# Naive Sudoku

July 27, 2019

Recently I helped my brother rewrite a sudoku solver he had been hacking on. His original implementation did some smart look-ahead to determine quickly which cells of the puzzle could be inferred from surrounding columns, rows, and regions. We were curious, though, to see how this would compare to a naive solver. Our naive solver can only decide what number to put in a cell based on its own row, column, and region (3x3 square).

The premise of our naive solver prohibits leveraging inference about a cell’s possible options beyond what can be inferred the rules of the game:

- Number can appear only once on each row
- Number can appear only once on each column
- Number can appear only once on each region

This means we cannot use look-ahead strategies like x-wing, which are popular methods implemented in other solvers. Again, our constraint is simply to understand and compare differences between sophisticated solvers and a certain form of brute-force solver.

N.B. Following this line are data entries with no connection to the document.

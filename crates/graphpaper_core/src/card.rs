//! Cards: positioned text notes.

use crate::error::Result;
use crate::object_id::ObjectId;
use crate::object_store::ObjectStore;
use crate::record::{ExtraFields, Record};
use serde::{Deserialize, Serialize};
use std::fmt;

/// `objtype` of stored cards.
pub const CARD_OBJTYPE: &str = "card";

/// Smallest width and height a card can be given.
pub const MIN_CARD_SIZE: i64 = 20;

/// Handle to a card in a [`Graph`](crate::Graph) working set.
///
/// Handles are never reused within one `Graph`, so a handle to a card that
/// was removed by a commit simply stops resolving.
#[derive(Clone, Copy, Debug, PartialEq, Eq, PartialOrd, Ord, Hash)]
pub struct CardId(pub(crate) u64);

impl fmt::Display for CardId {
    fn fmt(&self, f: &mut fmt::Formatter<'_>) -> fmt::Result {
        write!(f, "card#{}", self.0)
    }
}

/// Stored fields of a card.
#[derive(Debug, Clone, PartialEq, Eq, Serialize, Deserialize)]
pub struct CardFields {
    /// Always [`CARD_OBJTYPE`].
    pub objtype: String,
    /// Free text shown on the card.
    pub text: String,
    /// Left edge.
    pub x: i64,
    /// Top edge.
    pub y: i64,
    /// Width.
    pub w: i64,
    /// Height.
    pub h: i64,
    /// Keys this build doesn't know about.
    #[serde(flatten)]
    pub extra: ExtraFields,
}

impl Default for CardFields {
    fn default() -> Self {
        Self {
            objtype: CARD_OBJTYPE.to_string(),
            text: String::new(),
            x: 0,
            y: 0,
            w: MIN_CARD_SIZE,
            h: MIN_CARD_SIZE,
            extra: ExtraFields::new(),
        }
    }
}

/// A card with change tracking and a transient deletion flag.
///
/// Every setter clears the card's own oid; the graph re-saves dirty cards on
/// the next commit. The deletion flag is never persisted.
#[derive(Debug, Clone)]
pub struct Card {
    record: Record<CardFields>,
    deleted: bool,
}

impl Default for Card {
    fn default() -> Self {
        Self {
            record: Record::new(CardFields::default()),
            deleted: false,
        }
    }
}

impl Card {
    /// Creates an unsaved card at the origin with the minimum size and no text.
    pub fn new() -> Self {
        Self::default()
    }

    /// Loads a card from the store.
    ///
    /// # Errors
    ///
    /// `WrongObjectType` if the object isn't a card, `InvalidObject` if any
    /// of `text`, `x`, `y`, `w`, `h` is missing or mistyped.
    pub fn load(store: &ObjectStore, oid: ObjectId) -> Result<Self> {
        Ok(Self {
            record: Record::load_kind(store, oid, CARD_OBJTYPE)?,
            deleted: false,
        })
    }

    /// Saves the card and returns its new oid.
    pub fn save(&mut self, store: &ObjectStore) -> Result<ObjectId> {
        self.record.save(store)
    }

    /// Address of the last save or load, or `None` if edited since.
    pub fn oid(&self) -> Option<ObjectId> {
        self.record.oid()
    }

    /// True if the card has changes that are not yet stored.
    pub fn is_dirty(&self) -> bool {
        !self.record.is_saved()
    }

    /// True if the card will be dropped on the next commit.
    pub fn is_deleted(&self) -> bool {
        self.deleted
    }

    /// Marks the card for removal on the next commit. Idempotent.
    pub fn delete(&mut self) {
        self.deleted = true;
    }

    /// The stored fields.
    pub fn fields(&self) -> &CardFields {
        self.record.fields()
    }

    pub fn text(&self) -> &str {
        &self.record.text
    }

    pub fn x(&self) -> i64 {
        self.record.x
    }

    pub fn y(&self) -> i64 {
        self.record.y
    }

    pub fn w(&self) -> i64 {
        self.record.w
    }

    pub fn h(&self) -> i64 {
        self.record.h
    }

    pub fn set_text(&mut self, text: impl Into<String>) {
        self.record.fields_mut().text = text.into();
    }

    pub fn set_x(&mut self, x: i64) {
        self.record.fields_mut().x = x;
    }

    pub fn set_y(&mut self, y: i64) {
        self.record.fields_mut().y = y;
    }

    pub fn set_pos(&mut self, x: i64, y: i64) {
        let fields = self.record.fields_mut();
        fields.x = x;
        fields.y = y;
    }

    /// Sets the width, floored at [`MIN_CARD_SIZE`].
    pub fn set_w(&mut self, w: i64) {
        self.record.fields_mut().w = w.max(MIN_CARD_SIZE);
    }

    /// Sets the height, floored at [`MIN_CARD_SIZE`].
    pub fn set_h(&mut self, h: i64) {
        self.record.fields_mut().h = h.max(MIN_CARD_SIZE);
    }

    /// Sets both dimensions, each floored at [`MIN_CARD_SIZE`].
    pub fn set_size(&mut self, w: i64, h: i64) {
        self.set_w(w);
        self.set_h(h);
    }
}
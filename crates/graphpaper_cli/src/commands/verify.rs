//! File verification command.

use super::{explain, open_existing};
use anyhow::Result;
use console::style;
use graphpaper_core::{verify, VerifyConfig};
use indicatif::{ProgressBar, ProgressStyle};
use std::path::Path;

/// Verify file integrity.
pub fn run(path: &Path, objects_only: bool) -> Result<()> {
    let file = open_existing(path)?;

    let config = VerifyConfig {
        check_objects: true,
        check_commits: !objects_only,
    };
    let check_commits = config.check_commits;

    let spinner = ProgressBar::new_spinner();
    if let Ok(spinner_style) = ProgressStyle::default_spinner().template("{spinner:.green} {msg}") {
        spinner.set_style(spinner_style);
    }
    spinner.set_message("Verifying objects...");
    spinner.enable_steady_tick(std::time::Duration::from_millis(100));

    let report = verify(file.store(), file.head(), config).map_err(explain);
    spinner.finish_and_clear();
    let report = report?;

    println!();
    println!("{}", style("Verification Report:").bold());

    println!(
        "  Objects checked:    {}",
        style(report.objects_checked).cyan()
    );
    if !report.objects_corrupted.is_empty() {
        println!(
            "  Corrupted objects:  {}",
            style(report.objects_corrupted.len()).red()
        );
        for id in &report.objects_corrupted {
            println!("    {} {}", style("×").red(), id.as_hex());
        }
    }
    if !report.objects_noncanonical.is_empty() {
        println!(
            "  Non-canonical:      {}",
            style(report.objects_noncanonical.len()).yellow()
        );
        for id in &report.objects_noncanonical {
            println!("    {} {}", style("⚠").yellow(), id.as_hex());
        }
    }

    if check_commits {
        println!(
            "  Commits checked:    {}",
            style(report.commits_checked).cyan()
        );
        if !report.commits_invalid.is_empty() {
            println!(
                "  Invalid commits:    {}",
                style(report.commits_invalid.len()).red()
            );
            for (id, reason) in &report.commits_invalid {
                println!("    {} {}: {}", style("×").red(), id.short(), reason);
            }
        }
        println!(
            "  Unreachable:        {}",
            style(report.unreachable.len()).dim()
        );
    }

    println!();
    if report.has_issues() {
        println!("{}", style(&report.summary()).yellow().bold());
    } else {
        println!(
            "{} {}",
            style("✓").green(),
            style(&report.summary()).green()
        );
    }

    if !report.commits_invalid.is_empty() {
        println!();
        println!("{}", style("Recommendations:").bold());
        println!(
            "  {} Invalid commits may require restoring the file from a backup",
            style("→").cyan()
        );
    }

    Ok(())
}
//! Commit history.

use super::{explain, open_existing};
use anyhow::Result;
use console::style;
use std::path::Path;

/// Show commit history from the head, newest first.
pub fn run(path: &Path, limit: Option<usize>) -> Result<()> {
    let file = open_existing(path)?;
    let commits = file.history(limit).map_err(explain)?;

    for commit in &commits {
        println!("{} {}", style("commit").yellow(), commit.oid.as_hex());
        if let Some(parent) = commit.parent {
            println!("Parent: {}", parent.short());
        }
        println!(
            "Cards:  {}   Edges: {}",
            commit.cards.len(),
            commit.edges.len()
        );
        println!();
    }

    if commits.is_empty() {
        println!("No commits found.");
    }

    Ok(())
}
//! Losing the process between commits.

use crate::harness::{Assertion, Scenario};

#[test]
fn test_uncommitted_edits_are_lost() {
    Scenario::new("uncommitted_edits_lost")
        .open()
        .user_adds_card("a", "saved", 0, 0, 100, 100)
        .commit_as("saved")
        .user_edits_text("a", "unsaved")
        .user_adds_card("b", "never committed", 50, 50, 100, 100)
        .crash()
        .reopen()
        .assert_card_count(1)
        .assert_card_text("a", "saved")
        .assert(Assertion::HeadIs("saved".to_string()))
        .assert_commit_count(2)
        .run()
        .unwrap();
}

#[test]
fn test_uncommitted_delete_is_undone() {
    Scenario::new("uncommitted_delete_undone")
        .open()
        .user_adds_card("a", "one", 0, 0, 100, 100)
        .user_adds_card("b", "two", 200, 0, 100, 100)
        .user_links("ab", "a", "b")
        .commit()
        .user_deletes("a")
        .assert_edge_count(0)
        .crash()
        .reopen()
        .assert_card_count(2)
        .assert_linked("a", "b")
        .run()
        .unwrap();
}

#[test]
fn test_work_continues_after_reopen() {
    Scenario::new("work_after_reopen")
        .open()
        .user_adds_card("a", "one", 0, 0, 100, 100)
        .commit()
        .crash()
        .reopen()
        .user_adds_card("b", "two", 200, 0, 100, 100)
        .user_links("ab", "a", "b")
        .commit_as("after")
        .crash()
        .reopen()
        .assert_card_count(2)
        .assert_linked("a", "b")
        .assert(Assertion::HeadIs("after".to_string()))
        .assert_commit_count(3)
        .assert_verify_clean()
        .run()
        .unwrap();
}

#[test]
fn test_config_changes_are_immediate() {
    Scenario::new("config_immediate")
        .open()
        .user_sets_config("viewport_x", "-250")
        .crash()
        .reopen()
        .assert(Assertion::ConfigValue {
            key: "viewport_x".to_string(),
            value: Some("-250".to_string()),
        })
        .assert(Assertion::Custom(Box::new(|file| {
            let viewport = file.config().viewport()?;
            anyhow::ensure!(viewport.x == -250, "viewport x is {}", viewport.x);
            anyhow::ensure!(viewport.w == 600, "viewport w is {}", viewport.w);
            Ok(())
        })))
        .run()
        .unwrap();
}

#[test]
fn test_unknown_version_refuses_to_open() {
    Scenario::new("unknown_version")
        .open()
        .user_sets_config("version", "3")
        .crash()
        .expect_open_error("unsupported file format version")
        .run()
        .unwrap();
}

The first piece of our solver is a class to hold the game board which is a 9x9 matrix of cells. The board has a validation function to determine if the board is valid according to the rules stated above. Each Cell object holds an array of values called ‘options’, which contains the possible options 1 through 9 for the eventual value of that cell. When a cell’s value is set, it removes that value from the option set of each cell in its row, column, and region. The solver works recursively, picking the cell with the least number of options and setting it’s value, and continuing to guess values until it either solves the puzzle or exhausts its options in a given possibility tree.

As we were designing the solver, my brother asked if we should take a shortcut
by analyzing the board to determine if there are any cells which are the *only*
cell in a row, column, and region containing a specific option. This means that
if a cell has the value `9`

in its option set, for instance, and no other cell
in its row, column, or region has the option of `9`

, we can set that cell to 9.
This would be a really straightforward idea to implement, but eventually we
determined that it goes against the ethos of our naive solver experiment,
because it’s still a form of look-ahead.

Ultimately, the solver we designed only cares about board validity, not impossibility. Look-ahead allows a solver to predict dead-end possibility trees before testing them, whereas our solver has one optimization which is to choose the cell with the fewest options before it starts making guesses.

I haven’t created an exhaustive comparison between our solver and any other solvers, but on my 2014 Macbook Pro, our solver has completed any sudoku we’ve thrown at it in under 12 seconds.